#![forbid(unsafe_code)]

//! Runtime glue: mount roots that re-render reactively.
//!
//! [`trellis_reactive`] tracks which state a render function reads;
//! [`trellis_vdom`] reconciles what it produces. This crate binds the two:
//! a [`MountRoot`] is a render watcher whose evaluation renders and patches,
//! so state mutations flow through the scheduler into minimal backend
//! mutations, one coalesced pass per [`trellis_reactive::scheduler::flush`].

pub mod error;
pub mod mount;

pub use error::{RenderError, Result};
pub use mount::{MountRoot, RootOptions};
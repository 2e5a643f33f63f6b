#![forbid(unsafe_code)]

//! Runtime failures.

use thiserror::Error;

pub type Result<T> = std::result::Result<T, RenderError>;

#[derive(Debug, Clone, PartialEq, Eq, Error)]
pub enum RenderError {
    /// The render function itself failed. The previous tree stays on
    /// screen; re-renders resume once the underlying state recovers.
    #[error("render function failed: {reason}")]
    Render { reason: String },

    /// The patch engine rejected the reconciliation.
    #[error(transparent)]
    Patch(#[from] trellis_vdom::PatchError),
}

impl RenderError {
    pub fn render(reason: impl Into<String>) -> Self {
        Self::Render {
            reason: reason.into(),
        }
    }
}
#![forbid(unsafe_code)]

//! `Reactive<T>`: a single observed value.
//!
//! Reads from inside a watcher evaluation register the cell's [`Dep`] on the
//! watcher; writes notify subscribers unless the new value compares equal to
//! the current one. Handles are cheap clones sharing the same slot.

use std::cell::RefCell;
use std::rc::Rc;

use crate::dep::Dep;

struct ReactiveInner<T> {
    value: RefCell<T>,
    dep: Dep,
}

/// A reactive cell. `Clone` shares the underlying slot.
pub struct Reactive<T> {
    inner: Rc<ReactiveInner<T>>,
}

impl<T> Clone for Reactive<T> {
    fn clone(&self) -> Self {
        Self {
            inner: Rc::clone(&self.inner),
        }
    }
}

impl<T: PartialEq + 'static> Reactive<T> {
    #[must_use]
    pub fn new(value: T) -> Self {
        Self {
            inner: Rc::new(ReactiveInner {
                value: RefCell::new(value),
                dep: Dep::new(),
            }),
        }
    }

    /// Tracked read by reference.
    pub fn with<R>(&self, f: impl FnOnce(&T) -> R) -> R {
        self.inner.dep.depend();
        f(&self.inner.value.borrow())
    }

    /// Read without registering a dependency.
    pub fn with_untracked<R>(&self, f: impl FnOnce(&T) -> R) -> R {
        f(&self.inner.value.borrow())
    }

    /// Replace the value. Subscribers are notified unless the new value
    /// compares equal to the current one; two values that are each unequal
    /// to themselves (NaN-like) also count as unchanged.
    pub fn set(&self, value: T) {
        {
            let current = self.inner.value.borrow();
            #[allow(clippy::eq_op)]
            let both_self_unequal = value != value && *current != *current;
            if value == *current || both_self_unequal {
                return;
            }
        }
        *self.inner.value.borrow_mut() = value;
        self.inner.dep.notify();
    }

    /// Mutate in place and notify unconditionally (no equality check is
    /// possible once the closure has run).
    pub fn update(&self, f: impl FnOnce(&mut T)) {
        f(&mut self.inner.value.borrow_mut());
        self.inner.dep.notify();
    }

    /// Number of watchers currently subscribed (diagnostic).
    #[must_use]
    pub fn subscriber_count(&self) -> usize {
        self.inner.dep.sub_count()
    }
}

impl<T: Clone + PartialEq + 'static> Reactive<T> {
    /// Tracked read by value.
    #[must_use]
    pub fn get(&self) -> T {
        self.with(T::clone)
    }
}

impl<T: std::fmt::Debug> std::fmt::Debug for Reactive<T> {
    fn fmt(&self, f: &mut std::fmt::Formatter<'_>) -> std::fmt::Result {
        f.debug_tuple("Reactive")
            .field(&*self.inner.value.borrow())
            .finish()
    }
}
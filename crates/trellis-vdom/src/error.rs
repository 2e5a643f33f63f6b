#![forbid(unsafe_code)]

//! Patch-engine failures.
//!
//! The backend operation set is infallible, so the only structural failure
//! mode is an old tree whose realized node ids are missing or inconsistent
//! (i.e. the caller fed the engine a tree it never mounted). These are not
//! recovered locally; they propagate to the `patch` caller.

use thiserror::Error;

pub type Result<T> = std::result::Result<T, PatchError>;

#[derive(Debug, Clone, PartialEq, Eq, Error)]
pub enum PatchError {
    /// A node that should have been realized carries no backend node id.
    #[error("virtual node has no realized element: {context}")]
    MissingElement { context: &'static str },
}

impl PatchError {
    pub(crate) fn missing(context: &'static str) -> Self {
        Self::MissingElement { context }
    }
}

YOUR OBJECTIVE: Could you output exactly the lines from the one containing "These are not" to the end of the entries above, both included, and no others?

YOUR RESPONSE:
//! (i.e. the caller fed the engine a tree it never mounted). These are not
//! recovered locally; they propagate to the `patch` caller.

use thiserror::Error;

pub type Result<T> = std::result::Result<T, PatchError>;

#[derive(Debug, Clone, PartialEq, Eq, Error)]
pub enum PatchError {
    /// A node that should have been realized carries no backend node id.
    #[error("virtual node has no realized element: {context}")]
    MissingElement { context: &'static str },
}

impl PatchError {
    pub(crate) fn missing(context: &'static str) -> Self {
        Self::MissingElement { context }
    }
}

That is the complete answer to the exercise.